The aim of this present analysis was to follow a cohort of patients with diabetes in clinical practice from initial presentation of a DFU to evaluate in greater depth how patient management impacted on healing and NHS costs.
Methods
Study design
This was a retrospective cohort analysis of the case records of patients with a newly diagnosed DFU randomly extracted from The Health Improvement Network (THIN) database.
The Health Improvement Network Database
The THIN database (IMS, London, UK) contains electronic records on >11 million de‐identified patients entered by GPs from 562 practices across the UK. The patient composition within THIN has been reported to be representative of the UK population in terms of demographics and disease distribution 11. The database theoretically contains patients' entire medical history, including details of GP consultations, specialist referrals, nurse and other clinician visits, hospital admissions, diagnostic and therapeutic procedures, laboratory tests and prescriptions issued by GPs.

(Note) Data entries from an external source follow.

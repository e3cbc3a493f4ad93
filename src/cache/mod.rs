//! Cache backend interface.
//!
//! The scheduler talks to cache storage through [`CacheManager`]: query
//! records by structural key, load a record into an artifact, save an
//! executed result, and register secondary key associations after edge
//! merges. Persistent backends live outside this crate; [`memory`] provides
//! the in-process implementation used by embedders and tests.

pub mod memory;

use std::sync::Arc;

use thiserror::Error;

use crate::core::digest::Digest;
use crate::core::key::{CacheKey, ExportableKey};
use crate::core::artifact::ArtifactRef;
use crate::core::vertex::OutputIndex;

pub use memory::InMemoryCache;

#[derive(Debug, Error)]
#[non_exhaustive]
pub enum CacheError {
    #[error("cache record {record} not found in {cache_id}")]
    RecordNotFound { record: String, cache_id: String },

    #[error("cache backend {cache_id} failed: {cause}")]
    Backend {
        cache_id: String,
        cause: anyhow::Error,
    },
}

/// One stored result under one cache key.
#[derive(Debug)]
pub struct CacheRecord {
    pub id: String,
    pub key: Arc<CacheKey>,
    pub cache_id: String,
}

/// Outcome of saving a result: the exportable key plus the stored record.
#[derive(Debug)]
pub struct Saved {
    pub exported: ExportableKey,
    pub record: Arc<CacheRecord>,
}

/// Cache storage as seen by the solver.
pub trait CacheManager: Send + Sync {
    /// Identifies this backend in exported keys and records.
    fn id(&self) -> &str;

    /// Records matching any index digest of `key`.
    fn query(&self, key: &CacheKey) -> Result<Vec<Arc<CacheRecord>>, CacheError>;

    /// Alternate stored keys matching any index digest of `key` (match
    /// keys). The returned keys may carry alternatives unknown to the caller.
    fn matches(&self, key: &CacheKey) -> Result<Vec<Arc<CacheKey>>, CacheError>;

    /// Materialize a record into an artifact handle. The caller owns the
    /// returned handle.
    fn load(&self, record: &CacheRecord, output: OutputIndex) -> Result<ArtifactRef, CacheError>;

    /// Store an executed result under `key`. The artifact is shared with the
    /// backend; the caller keeps its own handle.
    fn save(&self, key: &Arc<CacheKey>, artifact: &ArtifactRef) -> Result<Saved, CacheError>;

    /// Associate an extra index digest with an existing record, so lookups by
    /// a merged-away edge's keys still hit.
    fn add_association(
        &self,
        index_digest: Digest,
        record: &Arc<CacheRecord>,
    ) -> Result<(), CacheError>;
}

Hence, the information contained in the THIN database reflects actual clinical practice.
Study population
The authors had previously obtained the electronic records of a random sample of 6000 patients with a wound from the THIN database. The study population was selected from this cohort of 6000 patients and comprised 130 patients who fulfilled the following criteria:
Were 18 years of age or over.
Had a diagnosis of diabetes.
Had a confirmed DFU documented in their records, which started after 2012.

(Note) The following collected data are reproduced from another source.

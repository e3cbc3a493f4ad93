//! Solver configuration.

use serde::{Deserialize, Serialize};

#[derive(Debug, Clone, Default, Serialize, Deserialize)]
#[serde(default)]
pub struct SolverConfig {
    /// Force verbose scheduler tracing on, equivalent to
    /// `KILN_SCHEDULER_DEBUG=1`.
    pub scheduler_debug: bool,
    pub logging: LoggingConfig,
}

#[derive(Debug, Clone, Serialize, Deserialize)]
#[serde(default)]
pub struct LoggingConfig {
    /// Tracing filter directive, e.g. `info` or `kiln=debug`.
    pub filter: String,
    pub format: LogFormat,
}

impl Default for LoggingConfig {
    fn default() -> Self {
        Self {
            filter: "info".to_string(),
            format: LogFormat::Text,
        }
    }
}

#[derive(Debug, Clone, Copy, PartialEq, Eq, Serialize, Deserialize)]
#[serde(rename_all = "snake_case")]
pub enum LogFormat {
    Text,
    Json,
}

impl SolverConfig {
    pub fn from_json(raw: &str) -> Result<Self, serde_json::Error> {
        serde_json::from_str(raw)
    }
}

#[cfg(test)]
mod tests {
    use super::*;

    #[test]
    fn defaults_are_sane() {
        let config = SolverConfig::default();
        assert!(!config.scheduler_debug);
        assert_eq!(config.logging.filter, "info");
        assert_eq!(config.logging.format, LogFormat::Text);
    }

    #[test]
    fn partial_json_fills_defaults() {
        let config = SolverConfig::from_json(r#"{"scheduler_debug": true}"#).unwrap();
        assert!(config.scheduler_debug);
        assert_eq!(config.logging.filter, "info");
    }

    #[test]
    fn log_format_parses_snake_case() {
        let config =
            SolverConfig::from_json(r#"{"logging": {"format": "json", "filter": "debug"}}"#)
                .unwrap();
        assert_eq!(config.logging.format, LogFormat::Json);
        assert_eq!(config.logging.filter, "debug");
    }
}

Had at least 12 months continuous medical history in their case record from the first mention of their DFU unless it healed.

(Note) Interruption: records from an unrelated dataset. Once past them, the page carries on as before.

impl Scheduler {
    pub(crate) fn new(cache: Arc<dyn CacheManager>, metrics: Arc<Metrics>) -> Self {
        let inner = Arc::new(SchedInner {
            state: Mutex::new(SolverState {
                edges: HashMap::new(),
                incoming: HashMap::new(),
                outgoing: HashMap::new(),
                graph: GraphIndex::default(),
                keys: KeyIndex::default(),
                cache,
                metrics: Arc::clone(&metrics),
            }),
            wakeq: Mutex::new(WakeQueue {
                fifo: VecDeque::new(),
                pending: HashSet::new(),
                stopped: false,
            }),
            cond: Condvar::new(),
            metrics,
        });
        let loop_inner = Arc::clone(&inner);
        let thread = std::thread::Builder::new()
            .name("kiln-dispatch".into())
            .spawn(move || loop_inner.run_loop())
            .expect("failed to spawn dispatcher thread");
        Self {
            inner,
            thread: Mutex::new(Some(thread)),
        }
    }

    /// Run state mutations under the dispatch mutex (graph loading, pruning).
    pub(crate) fn with_state<T>(&self, f: impl FnOnce(&mut SolverState) -> T) -> T {
        let mut st = self.inner.state.lock().expect("solver state lock poisoned");
        f(&mut st)
    }

    /// Evaluate an edge to a result, blocking until done or cancelled.
    pub(crate) fn build(
        &self,
        token: &CancelToken,
        edge: &Edge,
    ) -> Result<crate::core::artifact::CachedArtifact, Arc<SolveError>> {
        self.inner.metrics.builds.increment();
        let (done_rx, edge_pipe) = {
            let mut st = self.inner.state.lock().expect("solver state lock poisoned");
            let Some(id) = st.get_edge(edge) else {
                return Err(Arc::new(SolveError::Validation(format!(
                    "invalid request {:?} for build",
                    edge
                ))));
            };
            let edge_pipe = Arc::new(EdgePipe {
                pipe: Pipe::new(EdgeRequest {
                    desired: EdgeStatus::Complete,
                }),
                target: Mutex::new(Some(id)),
                from: Mutex::new(None),
            });
            // receiver-side events (cancel) wake the producer
            {
                let weak_inner = Arc::downgrade(&self.inner);
                let weak_pipe = Arc::downgrade(&edge_pipe);
                edge_pipe.pipe.receiver.set_on_receive(Arc::new(move || {
                    if let (Some(inner), Some(pipe)) = (weak_inner.upgrade(), weak_pipe.upgrade())
                    {
                        if let Some(target) = pipe.target_id() {
                            inner.signal(target);
                        }
                    }
                }));
            }
            let (done_tx, done_rx) = bounded(1);
            let receiver = edge_pipe.pipe.receiver.clone();
            edge_pipe.pipe.sender.set_on_send(Arc::new(move || {
                receiver.receive();
                if receiver.status().done() {
                    let _ = done_tx.try_send(());
                }
            }));
            st.incoming.entry(id).or_default().push(Arc::clone(&edge_pipe));
            self.inner.signal(id);
            (done_rx, edge_pipe)
        };

        let cancel_rx = token.subscribe();
        crossbeam::select! {
            recv(done_rx) -> _ => {}
            recv(cancel_rx) -> _ => {
                if token.is_cancelled() {
                    edge_pipe.pipe.receiver.cancel();
                }
                let _ = done_rx.recv();
            }
        }

        let status = edge_pipe.pipe.receiver.status();
        if let Some(err) = status.error {
            return Err(err);
        }
        match status.value {
            Some(PipeValue::State(snapshot)) => match snapshot.result {
                Some(result) => Ok(result.clone_cached()),
                None => Err(Arc::new(SolveError::Internal(
                    "build completed without a result".into(),
                ))),
            },
            other => Err(Arc::new(SolveError::Internal(format!(
                "build completed with unexpected payload: {:?}",
                other
            )))),
        }
    }

    /// Stop the dispatch loop and join its thread. Idempotent.
    pub(crate) fn stop(&self) {
        {
            let mut q = self.inner.wakeq.lock().expect("wake queue lock poisoned");
            q.stopped = true;
            self.inner.cond.notify_all();
        }
        if let Some(handle) = self.thread.lock().expect("thread slot lock").take() {
            let _ = handle.join();
        }
    }

    pub(crate) fn metrics(&self) -> Arc<Metrics> {
        Arc::clone(&self.inner.metrics)
    }

    /// Pending wakeups. Test and debugging aid.
    pub(crate) fn queued(&self) -> usize {
        self.inner
            .wakeq
            .lock()
            .expect("wake queue lock poisoned")
            .fifo
            .len()
    }
}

Patients were excluded from the data set if they had a history of venous disease or ulceration of the lower leg or a dermatological tumour irrespective of location.
Ethics approval
Ethics approval to use patients' records from the THIN database for this study was obtained from the Research Ethics Committee that appraises studies using the THIN database.
Study variables
Information was systematically extracted from the patients' electronic records over a period of 12 months from initial presentation of their DFU. This included patients' characteristics, comorbidities (defined as a non‐acute condition that patients were suffering from in the year before the start of their wound), wound‐related health care resource use (i.e. clinician visits, hospitalisation, surgery, laboratory tests, dressings and bandages), prescribed medication and clinical outcomes, as documented in the patients' records. It was assumed that if a patient received a bandage or dressing on a specific date but a clinician visit was not documented in their record, the patient had been seen outside of the general practice by a community nurse.
Statistical analyses
Differences between two subgroups were tested for statistical significance using a Mann–Whitney U‐test or χ 2 test. Differences between three subgroups were tested for statistical significance using a Kruskal–Wallis test or χ 2 test. Logistic regression was used to identify risk factors for clinical outcomes, such as non‐healing and undergoing an amputation. Multiple linear regression was also used to assess the impact of patients' baseline variables on resource use and healing. Kaplan–Meier analyses were undertaken to compare the healing distribution of different subgroups. All statistical analyses were performed using IBM SPSS Statistics (V.22·0; IBM Corporation).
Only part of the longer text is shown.